Series 2, Year 37

When working out, we often come across workout machines that contain pulleys. Consider the machine in the following figure. What force must be applied on the rope if the velocity of the end of the rope at point A is $v = 0,4 \mathrm{m\cdot s^{-1}}$ and its direction is downwards? Each pulley has a radius $r = 15 \mathrm{cm}$ and mass $m = 15 \mathrm{kg}$. A weight of mass $M = 25 \mathrm{kg}$ hangs over the free pulley.

It is said that if you want to inflate a car's tires, you should do it when they are cold. Therefore, Jarda drove to a petrol station with a compressor, bought a hot dog, and waited for the tires to cool down. Curious, he measured the tire pressure before and after his snack. It had dropped from $2{,}7 \mathrm{bar}$ to $2{,}5 \mathrm{bar}$. He wondered whether the tire pressure could be determined by the height of the car's body above the road. How much did the body of Jarda's car approach the ground due to the decrease in the tire temperature? The weight of the car is $1{,}3 \mathrm{t}$. The outer radius of the tires is $32 \mathrm{cm}$, the inner radius is $22 \mathrm{cm}$, and their width is $21 \mathrm{cm}$. Assume that the tires deform due to the car's weight only on the underside where they touch the ground.

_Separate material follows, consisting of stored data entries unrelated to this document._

//! Production profiles and the profile builder.

use std::collections::BTreeMap;

use serde::{Deserialize, Serialize};

use fiscal_core::types::volumes::DEFAULT_GAS_BOE_FACTOR;
use fiscal_core::types::{CurveError, PeriodBasis, Product, ProductVolumes};

use super::decline::DeclineCurve;

/// Whether a period's volumes are observed history or model forecast.
#[derive(Copy, Clone, Debug, PartialEq, Eq, Serialize, Deserialize)]
#[serde(rename_all = "lowercase")]
pub enum PeriodKind {
    /// Observed (historical) volumes
    Actual,
    /// Forecast volumes
    Forecast,
}

/// One period of the production profile. Immutable once built.
#[derive(Clone, Debug, PartialEq, Serialize, Deserialize)]
pub struct ProductionPeriod {
    /// Period index, strictly increasing across the profile
    pub index: usize,
    /// Volumes by product stream for this period
    pub volumes: ProductVolumes,
    /// Actual vs forecast marker
    pub kind: PeriodKind,
}

/// Explicit record of where and why the profile was truncated.
///
/// The builder never silently drops trailing periods: if the economic limit
/// cut the profile, this says at which period and at what rate.
#[derive(Clone, Copy, Debug, PartialEq, Serialize, Deserialize)]
pub struct Truncation {
    /// First sub-economic period index (excluded from the profile)
    pub period: usize,
    /// Total boe rate at that period
    pub rate_boe: f64,
    /// The configured minimum economic rate
    pub economic_limit: f64,
}

/// An ordered per-period production profile, truncated at the economic limit.
#[derive(Clone, Debug, PartialEq, Serialize, Deserialize)]
pub struct ProductionProfile {
    /// Time basis of the period sequence
    pub basis: PeriodBasis,
    /// Periods in strictly increasing index order
    pub periods: Vec<ProductionPeriod>,
    /// Where the economic limit cut the profile, if it did
    pub truncation: Option<Truncation>,
}

impl ProductionProfile {
    /// Number of periods in the profile.
    pub fn len(&self) -> usize {
        self.periods.len()
    }

    /// Returns true if the profile has no periods.
    /// Never true for a builder-produced profile.
    pub fn is_empty(&self) -> bool {
        self.periods.is_empty()
    }

    /// Highest period index plus one (the modeled horizon).
    pub fn horizon(&self) -> usize {
        self.periods.last().map(|p| p.index + 1).unwrap_or(0)
    }

    /// Total profile volume in boe (discrete sum over periods).
    pub fn total_boe(&self) -> f64 {
        self.periods.iter().map(|p| p.volumes.total_boe()).sum()
    }

    /// Product streams with any nonzero volume, in canonical order.
    pub fn products(&self) -> Vec<Product> {
        Product::ALL
            .into_iter()
            .filter(|p| self.periods.iter().any(|pp| pp.volumes.get(*p) > 0.0))
            .collect()
    }
}

/// Builds [`ProductionProfile`]s from decline curves or explicit series.
///
/// Input is either per-product decline parameters or an explicit
/// historical + forecast series; output is an ordered profile truncated at
/// the first period whose total boe rate falls below the economic limit,
/// with the truncation recorded explicitly.
///
/// # Example
///
/// ```
/// use std::collections::BTreeMap;
/// use fiscal_core::types::{PeriodBasis, Product};
/// use fiscal_models::production::{DeclineCurve, ProductionProfileBuilder};
///
/// let mut curves = BTreeMap::new();
/// curves.insert(Product::Oil, DeclineCurve::exponential(10_000.0, 0.02).unwrap());
///
/// let profile = ProductionProfileBuilder::new(PeriodBasis::Monthly)
///     .with_economic_limit(500.0)
///     .with_max_periods(600)
///     .from_decline_curves(&curves)
///     .unwrap();
///
/// // Truncated where q(t) fell below 500 boe/period, and it says so
/// let trunc = profile.truncation.unwrap();
/// assert!(trunc.rate_boe < 500.0);
/// assert_eq!(profile.len(), trunc.period);
/// ```
#[derive(Clone, Debug)]
pub struct ProductionProfileBuilder {
    basis: PeriodBasis,
    economic_limit: f64,
    max_periods: usize,
    gas_boe_factor: f64,
}

impl ProductionProfileBuilder {
    /// Creates a builder with no economic limit and a 600-period horizon cap.
    pub fn new(basis: PeriodBasis) -> Self {
        Self {
            basis,
            economic_limit: 0.0,
            max_periods: 600,
            gas_boe_factor: DEFAULT_GAS_BOE_FACTOR,
        }
    }

    /// Sets the minimum economic rate (total boe per period).
    pub fn with_economic_limit(mut self, limit: f64) -> Self {
        self.economic_limit = limit;
        self
    }

    /// Caps the forecast horizon (periods).
    pub fn with_max_periods(mut self, max_periods: usize) -> Self {
        self.max_periods = max_periods;
        self
    }

    /// Overrides the gas-to-boe conversion factor.
    pub fn with_gas_boe_factor(mut self, factor: f64) -> Self {
        self.gas_boe_factor = factor;
        self
    }

    /// Builds a forecast profile from per-product decline curves.
    ///
    /// Period `t` takes the curve rate evaluated at `t` as its volume; the
    /// profile stops at the first period whose combined boe rate is below
    /// the economic limit, recording the [`Truncation`].
    pub fn from_decline_curves(
        &self,
        curves: &BTreeMap<Product, DeclineCurve>,
    ) -> Result<ProductionProfile, CurveError> {
        if curves.is_empty() {
            return Err(CurveError::EmptyProfile {
                reason: "no decline curves supplied".to_string(),
            });
        }

        let mut periods = Vec::new();
        let mut truncation = None;

        for t in 0..self.max_periods {
            let mut volumes = ProductVolumes::new();
            for (product, curve) in curves {
                volumes.set(*product, curve.rate(t as f64));
            }
            let rate_boe = volumes.total_boe_with(self.gas_boe_factor);

            if rate_boe < self.economic_limit {
                truncation = Some(Truncation {
                    period: t,
                    rate_boe,
                    economic_limit: self.economic_limit,
                });
                break;
            }

            periods.push(ProductionPeriod {
                index: t,
                volumes,
                kind: PeriodKind::Forecast,
            });
        }

        if periods.is_empty() {
            return Err(CurveError::EmptyProfile {
                reason: format!(
                    "initial rate already below economic limit of {}",
                    self.economic_limit
                ),
            });
        }

        Ok(ProductionProfile {
            basis: self.basis,
            periods,
            truncation,
        })
    }

    /// Builds a profile from an explicit series, validating ordering and
    /// volumes, then applying the economic limit.
    ///
    /// Fails with `InvalidSeries` on non-increasing indices or negative /
    /// non-finite volumes; never reorders or repairs the input.
    pub fn from_series(
        &self,
        series: Vec<ProductionPeriod>,
    ) -> Result<ProductionProfile, CurveError> {
        if series.is_empty() {
            return Err(CurveError::EmptyProfile {
                reason: "empty input series".to_string(),
            });
        }

        for (i, period) in series.iter().enumerate() {
            if i > 0 && period.index <= series[i - 1].index {
                return Err(CurveError::InvalidSeries {
                    period: period.index,
                    reason: format!(
                        "index not strictly increasing (previous: {})",
                        series[i - 1].index
                    ),
                });
            }
            if !period.volumes.is_valid() {
                return Err(CurveError::InvalidSeries {
                    period: period.index,
                    reason: "negative or non-finite volume".to_string(),
                });
            }
        }

        let mut periods = Vec::new();
        let mut truncation = None;
        for period in series {
            let rate_boe = period.volumes.total_boe_with(self.gas_boe_factor);
            if rate_boe < self.economic_limit {
                truncation = Some(Truncation {
                    period: period.index,
                    rate_boe,
                    economic_limit: self.economic_limit,
                });
                break;
            }
            periods.push(period);
        }

        if periods.is_empty() {
            return Err(CurveError::EmptyProfile {
                reason: format!(
                    "first period already below economic limit of {}",
                    self.economic_limit
                ),
            });
        }

        Ok(ProductionProfile {
            basis: self.basis,
            periods,
            truncation,
        })
    }
}

#[cfg(test)]
mod tests {
    use super::*;
    use approx::assert_relative_eq;

    fn oil_curves(qi: f64, di: f64) -> BTreeMap<Product, DeclineCurve> {
        let mut curves = BTreeMap::new();
        curves.insert(Product::Oil, DeclineCurve::exponential(qi, di).unwrap());
        curves
    }

    #[test]
    fn test_truncation_recorded_not_silent() {
        let profile = ProductionProfileBuilder::new(PeriodBasis::Monthly)
            .with_economic_limit(100.0)
            .from_decline_curves(&oil_curves(1_000.0, 0.1))
            .unwrap();

        let trunc = profile.truncation.expect("must record the truncation");
        // q(t) = 1000 e^(-0.1 t) < 100 first at t = 24 (ln 10 / 0.1 ≈ 23.03)
        assert_eq!(trunc.period, 24);
        assert!(trunc.rate_boe < 100.0);
        assert_eq!(profile.len(), 24);
        // Every retained period is economic
        assert!(profile
            .periods
            .iter()
            .all(|p| p.volumes.total_boe() >= 100.0));
    }

    #[test]
    fn test_horizon_cap_without_limit() {
        let profile = ProductionProfileBuilder::new(PeriodBasis::Annual)
            .with_max_periods(10)
            .from_decline_curves(&oil_curves(1_000.0, 0.05))
            .unwrap();
        assert_eq!(profile.len(), 10);
        assert!(profile.truncation.is_none());
    }

    #[test]
    fn test_sub_economic_from_start_fails() {
        let result = ProductionProfileBuilder::new(PeriodBasis::Monthly)
            .with_economic_limit(5_000.0)
            .from_decline_curves(&oil_curves(1_000.0, 0.1));
        assert!(matches!(result, Err(CurveError::EmptyProfile { .. })));
    }

    #[test]
    fn test_series_ordering_enforced() {
        let series = vec![
            ProductionPeriod {
                index: 0,
                volumes: ProductVolumes::new().with(Product::Oil, 100.0),
                kind: PeriodKind::Actual,
            },
            ProductionPeriod {
                index: 0,
                volumes: ProductVolumes::new().with(Product::Oil, 90.0),
                kind: PeriodKind::Forecast,
            },
        ];
        let result = ProductionProfileBuilder::new(PeriodBasis::Monthly).from_series(series);
        assert!(matches!(result, Err(CurveError::InvalidSeries { .. })));
    }

    #[test]
    fn test_series_negative_volume_rejected() {
        let series = vec![ProductionPeriod {
            index: 0,
            volumes: ProductVolumes::new().with(Product::Gas, -1.0),
            kind: PeriodKind::Actual,
        }];
        let result = ProductionProfileBuilder::new(PeriodBasis::Monthly).from_series(series);
        assert!(matches!(result, Err(CurveError::InvalidSeries { .. })));
    }

    #[test]
    fn test_series_truncated_at_limit() {
        let series: Vec<ProductionPeriod> = (0..5)
            .map(|i| ProductionPeriod {
                index: i,
                volumes: ProductVolumes::new().with(Product::Oil, 100.0 - 30.0 * i as f64),
                kind: PeriodKind::Forecast,
            })
            .collect();
        let profile = ProductionProfileBuilder::new(PeriodBasis::Annual)
            .with_economic_limit(35.0)
            .from_series(series)
            .unwrap();
        // Volumes: 100, 70, 40, 10 (<35, cut), ...
        assert_eq!(profile.len(), 3);
        assert_eq!(profile.truncation.unwrap().period, 3);
    }

    #[test]
    fn test_gas_factor_in_economic_limit() {
        let mut curves = BTreeMap::new();
        curves.insert(Product::Gas, DeclineCurve::exponential(6_000.0, 0.1).unwrap());
        // 6,000 mcf / 6.0 = 1,000 boe at t=0
        let profile = ProductionProfileBuilder::new(PeriodBasis::Monthly)
            .with_economic_limit(900.0)
            .from_decline_curves(&curves)
            .unwrap();
        assert_relative_eq!(profile.periods[0].volumes.total_boe(), 1_000.0);
        assert!(profile.len() < 5);
    }

    #[test]
    fn test_total_boe_and_products() {
        let profile = ProductionProfileBuilder::new(PeriodBasis::Annual)
            .with_max_periods(3)
            .from_decline_curves(&oil_curves(100.0, 0.5))
            .unwrap();
        assert_eq!(profile.products(), vec![Product::Oil]);
        let expected: f64 = (0..3).map(|t| 100.0 * (-0.5 * t as f64).exp()).sum();
        assert_relative_eq!(profile.total_boe(), expected);
    }
}
//! Per-product volume container.

use serde::{Deserialize, Serialize};
use std::collections::BTreeMap;

use super::units::Product;

/// Conversion factor from mcf of gas to one barrel of oil equivalent.
///
/// 6:1 is the conventional energy-equivalence ratio; callers with a
/// contract-specific factor pass it to [`ProductVolumes::total_boe_with`].
pub const DEFAULT_GAS_BOE_FACTOR: f64 = 6.0;

/// Volumes for one period, keyed by product stream.
///
/// Liquids (oil, NGL) are in barrels; gas is in mcf. A `BTreeMap` keeps
/// iteration order deterministic so audit records and serialised output are
/// reproducible byte-for-byte.
///
/// # Examples
///
/// ```
/// use fiscal_core::types::{Product, ProductVolumes};
///
/// let v = ProductVolumes::new()
///     .with(Product::Oil, 30_000.0)
///     .with(Product::Gas, 60_000.0);
/// assert_eq!(v.get(Product::Oil), 30_000.0);
/// assert_eq!(v.get(Product::Ngl), 0.0);
/// // 30,000 bbl + 60,000 mcf / 6.0 = 40,000 boe
/// assert!((v.total_boe() - 40_000.0).abs() < 1e-9);
/// ```
#[derive(Clone, Debug, Default, PartialEq, Serialize, Deserialize)]
pub struct ProductVolumes {
    volumes: BTreeMap<Product, f64>,
}

impl ProductVolumes {
    /// Creates an empty volume set (all products zero).
    pub fn new() -> Self {
        Self::default()
    }

    /// Builder-style setter.
    pub fn with(mut self, product: Product, volume: f64) -> Self {
        self.volumes.insert(product, volume);
        self
    }

    /// Sets the volume for a product.
    pub fn set(&mut self, product: Product, volume: f64) {
        self.volumes.insert(product, volume);
    }

    /// Returns the volume for a product, zero if absent.
    pub fn get(&self, product: Product) -> f64 {
        self.volumes.get(&product).copied().unwrap_or(0.0)
    }

    /// Iterates over (product, volume) pairs in canonical product order.
    pub fn iter(&self) -> impl Iterator<Item = (Product, f64)> + '_ {
        self.volumes.iter().map(|(p, v)| (*p, *v))
    }

    /// Returns true if every stored volume is finite and non-negative.
    pub fn is_valid(&self) -> bool {
        self.volumes.values().all(|v| v.is_finite() && *v >= 0.0)
    }

    /// Total barrels of oil equivalent using the default 6:1 gas factor.
    pub fn total_boe(&self) -> f64 {
        self.total_boe_with(DEFAULT_GAS_BOE_FACTOR)
    }

    /// Total barrels of oil equivalent using an explicit gas-to-boe factor.
    pub fn total_boe_with(&self, gas_boe_factor: f64) -> f64 {
        self.volumes
            .iter()
            .map(|(p, v)| if p.is_gas() { v / gas_boe_factor } else { *v })
            .sum()
    }

    /// Returns a copy with every volume scaled by `factor`.
    pub fn scaled(&self, factor: f64) -> Self {
        Self {
            volumes: self
                .volumes
                .iter()
                .map(|(p, v)| (*p, v * factor))
                .collect(),
        }
    }
}

#[cfg(test)]
mod tests {
    use super::*;
    use approx::assert_relative_eq;

    #[test]
    fn test_missing_product_is_zero() {
        let v = ProductVolumes::new();
        assert_eq!(v.get(Product::Oil), 0.0);
        assert!(v.is_valid());
    }

    #[test]
    fn test_total_boe_mixed() {
        let v = ProductVolumes::new()
            .with(Product::Oil, 1_000.0)
            .with(Product::Gas, 12_000.0)
            .with(Product::Ngl, 500.0);
        assert_relative_eq!(v.total_boe(), 1_000.0 + 2_000.0 + 500.0);
        assert_relative_eq!(v.total_boe_with(4.0), 1_000.0 + 3_000.0 + 500.0);
    }

    #[test]
    fn test_negative_volume_invalid() {
        let v = ProductVolumes::new().with(Product::Oil, -1.0);
        assert!(!v.is_valid());
    }

    #[test]
    fn test_scaled() {
        let v = ProductVolumes::new().with(Product::Oil, 100.0);
        assert_relative_eq!(v.scaled(1.2).get(Product::Oil), 120.0);
    }
}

Consider a planet with the same total mass and radius as the Earth. How much uranium $^{238}\mathrm{U}$ would it have to contain, so that its surface temperature is $15 \mathrm{\C }$, assuming it is not lit by any nearby star.

Lego wanted to take a break from a problem in his thesis, where a quantum heat machine behaved like a perpetual motion machine. Thus, he came up with a perpetual motion machine in classical physics using the following reasoning. Somewhere in a pit, we use heat to evaporate water. thus he invented „perpetual motion“ in classical physics. Lego's reasoning is as follows: somewhere in a pit (it doesn't even have to be very deep) we evaporate water (to do this we consume some latent heat). The water rises as vapor upwards, where we condense it again (releasing the latent heat). But the water now has a higher gravitational energy! Where did this energy come from? Or should Lego run to the patent office to go down in history as the inventor of the perpetual motion machine? Support your claims with calculations.

Imagine a ferry in the shape of a rectangular cuboid with a weight $M$, length $L$, width $W$, and height $H \ll L$ from the keel to the deck. After docking at the pier, passengers gradually exit through the back of the deck so that the empty front part of the deck becomes larger and the area density of people on the filled part does not change in a different way. Find the maximum weight of passengers the ferry can carry so that no part of the deck is below the surface when people disembark. Consider that the ship is stable in the transverse direction and that people get off slowly.

Which factors influence the height of mountains on different planets? Make an attempt at a quantitative estimate. You can consider the highest mountains on the Earth, Mars, and other known planets.

Measure the illumination intensity of light passing through a cola as a function of the drink's thickness. Determine the absorption coefficient by curve fitting the measured data.

1. Measure your elbow in inches. Use only your body parts for the measurement.
2. In ancient times, the first attempt to determine the distance of the Earth from the Sun was to measure the angular distance of the Moon from the Sun when the Moon was in the first quarter – the interface of light and darkness was direct. Determine the magnitude of this angle and compare it with the angular size of the Earth as seen from the Moon.
3. A laser distance meter using a $\ce{He}-\ce{Ne}$ laser shows the distance exactly $100 \mathrm{m}$ under standard conditions $(20 \mathrm{\C}, 100 \mathrm{kPa})$. How will this value differ when the following changes:
   1. temperature by $30 \mathrm{\C }$
   2. pressure by $10 \mathrm{kPa}$
   3. a green laser with a wavelength of $532 \mathrm{nm}$ will be used instead
   4. no conversion between group and phase velocity
4. State at least $4$ different ways of measuring the velocity of vehicles. Explain which physical principles are used to determine the velocity and which type of velocity it is.